In an area where most skinny bundles struggle out of the gate, YouTube TV really blew me away. YouTube TV loaded content quickly, snapped into HD pretty much instantly, and proceeded to stream smoothly and without interruption for a long, long time. I was particularly pleased with how it played on my Roku Ultra with a wired connection.

YouTube TV has the best streaming quality I've seen out of a relatively new skinny bundle. In fact, it has the best streaming quality I've seen out of a skinny bundle, period. I got performance that was essentially flawless on this front.

There's a caveat to note here, of course: YouTube TV has been rolled out carefully market by market. That's not cheating, or anything, of course, but it's also fair to mention that YouTube TV is not tackling the challenge of a full national rollout in the way that its competitors did in their early days. It's also fair to say that we don't yet know how YouTube TV will fare when it does finally roll out nationally and deals with a monster streaming moment like the Super Bowl.

But, for now, those of us that can get YouTube TV can get some really great streaming quality. I watched popular live content like sports playoff games and never lost my smooth-streaming HD. Maybe, when it comes to streaming, discretion rally is the better part of valor. YouTube TV is very clearly up to the task that it has created for itself with this rollout strategy.


YouTube TV does not piggyback on the existing YouTube app. To watch it, you'll need a separate YouTube TV app. YouTube TV is available on computers (via a web app) and mobile devices (iOS and Android).

As for streaming boxes, YouTube TV has apps for Roku, Chromecast (cast from the mobile or web app), Apple TV, and Android TV. Notably absent is Amazon's Fire TV platform, which I suppose shouldn't be surprising given the two companies' tendency to get in spats. That leaves platform support as a relative weak point for YouTube TV.

I tested YouTube TV primarily on Roku and iOS.

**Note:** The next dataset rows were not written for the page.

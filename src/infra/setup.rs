use std::fs::File;
use std::sync::Arc;

use tracing_subscriber::{EnvFilter, fmt, layer::SubscriberExt, util::SubscriberInitExt};

use crate::{
    adapters::{
        http::app_state::{AppState, HttpConfig},
        notifications::push_gateway::PushGatewayNotifier,
        webhooks,
    },
    application::ports::{
        identity::IdentityDirectory, notifier::Notifier, provider_client::ProviderClient,
    },
    infra::{
        card_billing_client::CardBillingClient, config::AppConfig, error::InfraError,
        http_client::build_client, postgres_persistence,
        processed_events::RedisProcessedEventStore,
        store_aggregator_client::StoreAggregatorClient, webhook_verifier::WebhookVerifier,
    },
    use_cases::{
        reconciliation::{ReconciliationUseCases, SubscriptionRepoTrait},
        webhook::{ProcessedEventStore, WebhookUseCases},
    },
};

pub async fn init_app_state(config: &AppConfig) -> anyhow::Result<AppState> {
    let postgres_arc = Arc::new(postgres_persistence(&config.database_url).await?);

    let processed_events = Arc::new(
        RedisProcessedEventStore::new(&config.redis_url, config.event_dedup_window_secs)
            .await
            .map_err(InfraError::RedisConnection)?,
    );

    let http = build_client().map_err(InfraError::HttpClient)?;

    let card_billing = Arc::new(CardBillingClient::new(
        http.clone(),
        config.card_billing.api_base.clone(),
        config.card_billing.secret_key.clone(),
        config.card_billing.prices.clone(),
        config.retry,
    ));
    let store_aggregator = Arc::new(StoreAggregatorClient::new(
        http.clone(),
        config.store_aggregator.api_base.clone(),
        config.store_aggregator.api_key.clone(),
        config.retry,
    ));

    if config.push_gateway_url.is_none() {
        tracing::warn!("PUSH_GATEWAY_URL not set, notifications will only be logged");
    }
    let notifier = Arc::new(PushGatewayNotifier::new(
        http,
        config.push_gateway_url.clone(),
    ));

    let repo_arc = postgres_arc.clone() as Arc<dyn SubscriptionRepoTrait>;
    let identity_arc = postgres_arc as Arc<dyn IdentityDirectory>;

    let reconciliation = Arc::new(ReconciliationUseCases::new(
        repo_arc,
        identity_arc,
        vec![
            card_billing as Arc<dyn ProviderClient>,
            store_aggregator as Arc<dyn ProviderClient>,
        ],
        notifier as Arc<dyn Notifier>,
        config.sync_timeout,
    ));

    let webhook_use_cases = WebhookUseCases::new(
        webhooks::dispatcher(),
        processed_events as Arc<dyn ProcessedEventStore>,
        reconciliation.clone(),
    );

    let webhook_verifier = WebhookVerifier::new(
        config.card_billing.webhook_secret.clone(),
        config.store_aggregator.webhook_secret.clone(),
    );

    Ok(AppState {
        config: Arc::new(HttpConfig {
            jwt_secret: config.jwt_secret.clone(),
        }),
        reconciliation,
        webhooks: Arc::new(webhook_use_cases),
        webhook_verifier: Arc::new(webhook_verifier),
    })
}

pub fn init_tracing(log_file: Option<&str>) {
    let filter = EnvFilter::try_from_default_env()
        .unwrap_or_else(|_| "entitlement_sync=debug,tower_http=debug".into());

    // Console (pretty logs)
    let console_layer = fmt::layer().with_target(false).with_level(true).pretty();

    // File (structured JSON logs)
    let json_layer = log_file
        .and_then(|path| match File::create(path) {
            Ok(file) => Some(file),
            Err(e) => {
                eprintln!("cannot create log file {path}: {e}");
                None
            }
        })
        .map(|file| {
            fmt::layer()
                .json()
                .with_writer(file)
                .with_current_span(true)
                .with_span_list(true)
        });

    tracing_subscriber::registry()
        .with(filter)
        .with(console_layer)
        .with(json_layer)
        .try_init()
        .ok();
}
//! Provider webhook payloads, translated into reconciliation events.

use chrono::{DateTime, Utc};
use serde::de::DeserializeOwned;

use crate::{
    app_error::{AppError, AppResult},
    domain::entities::provider::Provider,
    use_cases::webhook::{EventDispatcher, InboundEvent},
};

pub mod card_billing;
pub mod store_aggregator;

/// Dispatcher with every supported provider event registered.
pub fn dispatcher() -> EventDispatcher {
    EventDispatcher::new()
        .with_handlers(Provider::CardBilling, card_billing::HANDLERS)
        .with_handlers(Provider::StoreAggregator, store_aggregator::HANDLERS)
}

pub fn parse_envelope(
    provider: Provider,
    body: &[u8],
    received_at: DateTime<Utc>,
) -> AppResult<InboundEvent> {
    match provider {
        Provider::CardBilling => card_billing::parse_envelope(body, received_at),
        Provider::StoreAggregator => store_aggregator::parse_envelope(body, received_at),
    }
}

/// Deserialize a payload field, reporting failures as validation errors.
fn field<T: DeserializeOwned>(event: &InboundEvent, name: &str) -> AppResult<T> {
    let value = event
        .payload
        .get(name)
        .cloned()
        .ok_or_else(|| AppError::Validation(format!("{} payload missing `{}`", event.event_type, name)))?;
    serde_json::from_value(value)
        .map_err(|e| AppError::Validation(format!("{} payload `{}`: {}", event.event_type, name, e)))
}
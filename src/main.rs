use std::net::SocketAddr;

use dotenvy::dotenv;
use tracing::info;

use entitlement_sync::infra::{
    app::create_app,
    config::AppConfig,
    error::InfraError,
    lapse_sweeper::run_lapse_sweep_loop,
    setup::{init_app_state, init_tracing},
};

#[tokio::main]
async fn main() -> anyhow::Result<()> {
    dotenv().ok();

    let config = AppConfig::from_env()?;
    init_tracing(config.log_file.as_deref());

    let app_state = init_app_state(&config).await?;

    let app = create_app(app_state.clone(), config.cors_origin.clone());

    // Lapse sweeper runs after tracing is initialized
    let reconciliation = app_state.reconciliation.clone();
    let every = config.lapse_sweep_interval;
    let lookahead = config.lapse_lookahead;
    tokio::spawn(async move {
        run_lapse_sweep_loop(reconciliation, every, lookahead).await;
    });

    let listener = tokio::net::TcpListener::bind(&config.bind_addr)
        .await
        .map_err(InfraError::TcpBind)?;

    info!("Backend listening at {}", &listener.local_addr()?);

    axum::serve(
        listener,
        app.into_make_service_with_connect_info::<SocketAddr>(),
    )
    .await
    .map_err(InfraError::Server)?;

    Ok(())
}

So how much does YouTube TV cost? The YouTube TV price clocks in at a very standard $40 per month. That's the same price we see from fuboTV, Hulu with Live TV, and PlayStation Vue (“Access” bundle). It's also the price you get when you order both of Sling TV's base packages (Sling Orange and Sling Blue – normal prices $20 and $25, respectively). It's a tough pricier than DIRECTV NOW's cheapest offering (“Live a Little,” $35 per month).

In other words, this is a very typical price point. You can pay less if you sacrifice content (see Philo's super-cheap bundles, which lack sports and local content; or Sling TV's individual base packages, which make you choose between Disney and Fox properties), but if you want a bundle that's roughly this amount of skinny, then you're going to pay something right around this price. So put YouTube TV's price down as “fair,” if unexciting.

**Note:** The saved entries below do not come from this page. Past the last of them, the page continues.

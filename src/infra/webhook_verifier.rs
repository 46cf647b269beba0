use axum::http::HeaderMap;
use chrono::{DateTime, Utc};
use hmac::{Hmac, Mac};
use secrecy::{ExposeSecret, SecretString};
use sha2::Sha256;

use crate::{
    app_error::{AppError, AppResult},
    domain::entities::provider::Provider,
};

type HmacSha256 = Hmac<Sha256>;

pub const CARD_BILLING_SIGNATURE_HEADER: &str = "card-billing-signature";
pub const STORE_AGGREGATOR_SIGNATURE_HEADER: &str = "x-store-signature";

/// Maximum clock distance between the signed timestamp and now.
const TIMESTAMP_TOLERANCE_SECS: u64 = 300;

/// How a delivery was let through.
#[derive(Debug, Clone, Copy, PartialEq, Eq)]
pub enum VerificationMode {
    Verified,
    /// No secret configured for the provider; signature was not checked.
    Unverified,
}

#[derive(Clone, Default)]
pub struct WebhookVerifier {
    card_billing_secret: Option<SecretString>,
    store_aggregator_secret: Option<SecretString>,
}

impl WebhookVerifier {
    pub fn new(
        card_billing_secret: Option<SecretString>,
        store_aggregator_secret: Option<SecretString>,
    ) -> Self {
        Self {
            card_billing_secret,
            store_aggregator_secret,
        }
    }

    fn secret(&self, provider: Provider) -> Option<&SecretString> {
        match provider {
            Provider::CardBilling => self.card_billing_secret.as_ref(),
            Provider::StoreAggregator => self.store_aggregator_secret.as_ref(),
        }
    }

    pub fn verify(
        &self,
        provider: Provider,
        headers: &HeaderMap,
        body: &[u8],
        now: DateTime<Utc>,
    ) -> AppResult<VerificationMode> {
        let Some(secret) = self.secret(provider) else {
            tracing::warn!(
                provider = %provider,
                "No webhook secret configured, accepting unverified delivery"
            );
            return Ok(VerificationMode::Unverified);
        };

        let header_name = match provider {
            Provider::CardBilling => CARD_BILLING_SIGNATURE_HEADER,
            Provider::StoreAggregator => STORE_AGGREGATOR_SIGNATURE_HEADER,
        };
        let header = headers
            .get(header_name)
            .and_then(|v| v.to_str().ok())
            .ok_or_else(|| AppError::Authentication(format!("Missing {} header", header_name)))?;

        match provider {
            Provider::CardBilling => verify_card_billing(secret, header, body, now)?,
            Provider::StoreAggregator => verify_store_aggregator(secret, header, body)?,
        }
        Ok(VerificationMode::Verified)
    }
}

fn mac_for(secret: &SecretString) -> AppResult<HmacSha256> {
    HmacSha256::new_from_slice(secret.expose_secret().as_bytes())
        .map_err(|_| AppError::Internal("HMAC error".into()))
}

/// Header format: `t=<unix>,v1=<hex>[,v1=<hex>...]`, signed over `"{t}.{body}"`.
fn verify_card_billing(
    secret: &SecretString,
    header: &str,
    body: &[u8],
    now: DateTime<Utc>,
) -> AppResult<()> {
    let mut timestamp: Option<&str> = None;
    let mut signatures: Vec<&str> = Vec::new();

    for part in header.split(',') {
        match part.trim().split_once('=') {
            Some(("t", value)) => timestamp = Some(value),
            Some(("v1", value)) => signatures.push(value),
            _ => {}
        }
    }

    let timestamp =
        timestamp.ok_or_else(|| AppError::Authentication("Missing timestamp in signature".into()))?;
    if signatures.is_empty() {
        return Err(AppError::Authentication("Missing signature".into()));
    }
    let ts: i64 = timestamp
        .parse()
        .map_err(|_| AppError::Authentication("Invalid timestamp".into()))?;

    let matched = signatures.iter().any(|sig| {
        let Ok(expected) = hex::decode(sig) else {
            return false;
        };
        let Ok(mut mac) = mac_for(secret) else {
            return false;
        };
        mac.update(timestamp.as_bytes());
        mac.update(b".");
        mac.update(body);
        mac.verify_slice(&expected).is_ok()
    });
    if !matched {
        return Err(AppError::Authentication("Invalid signature".into()));
    }

    if now.timestamp().abs_diff(ts) > TIMESTAMP_TOLERANCE_SECS {
        return Err(AppError::Authentication("Signature timestamp outside tolerance".into()));
    }
    Ok(())
}

/// Header format: hex HMAC of the raw body.
fn verify_store_aggregator(secret: &SecretString, header: &str, body: &[u8]) -> AppResult<()> {
    let expected = hex::decode(header.trim())
        .map_err(|_| AppError::Authentication("Malformed signature".into()))?;
    let mut mac = mac_for(secret)?;
    mac.update(body);
    mac.verify_slice(&expected)
        .map_err(|_| AppError::Authentication("Invalid signature".into()))
}

/// Signature header value a card-billing delivery carries.
#[cfg(test)]
pub fn sign_card_billing(secret: &str, timestamp: i64, body: &str) -> String {
    let mut mac =
        HmacSha256::new_from_slice(secret.as_bytes()).expect("HMAC accepts any key length");
    mac.update(format!("{}.{}", timestamp, body).as_bytes());
    format!("t={},v1={}", timestamp, hex::encode(mac.finalize().into_bytes()))
}

/// Signature header value a store-aggregator delivery carries.
#[cfg(test)]
pub fn sign_store_aggregator(secret: &str, body: &str) -> String {
    let mut mac =
        HmacSha256::new_from_slice(secret.as_bytes()).expect("HMAC accepts any key length");
    mac.update(body.as_bytes());
    hex::encode(mac.finalize().into_bytes())
}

YouTube TV has quietly been doing its thing for about a year now, yet it still hasn't gotten a nationwide rollout. Is it really “new,” then? Is it fair to compare it to Hulu, which we dinged for a few things in our review even though it was still in beta?

I propose a practical answer: who cares? What is fair to faceless streaming services vying for your money is not the point of our YouTube TV review, or any of our reviews, for that matter. The point here is to ask whether or not this service is good, and the short answer is yes: it's great.

YouTube TV's streaming quality is great. Its content is decent, and reasonably comparable to that of its more established competition. The lack of Viacom channels is a bummer, but that's not unusual among skinny bundles right now.

Other than the lack of Comedy Central and the rest of the Viacom gang, I see only two potential issues standing between a cord cutter and YouTube TV bliss: regional availability and platform support. If your region doesn't yet have YouTube TV, you'll have to wait. If you have a Fire TV device, same deal.

But if you are in a region that YouTube TV serves and use a streaming platform that it works on, you'll find YouTube TV to be among the very best skinny bundles to get. I strongly recommend it.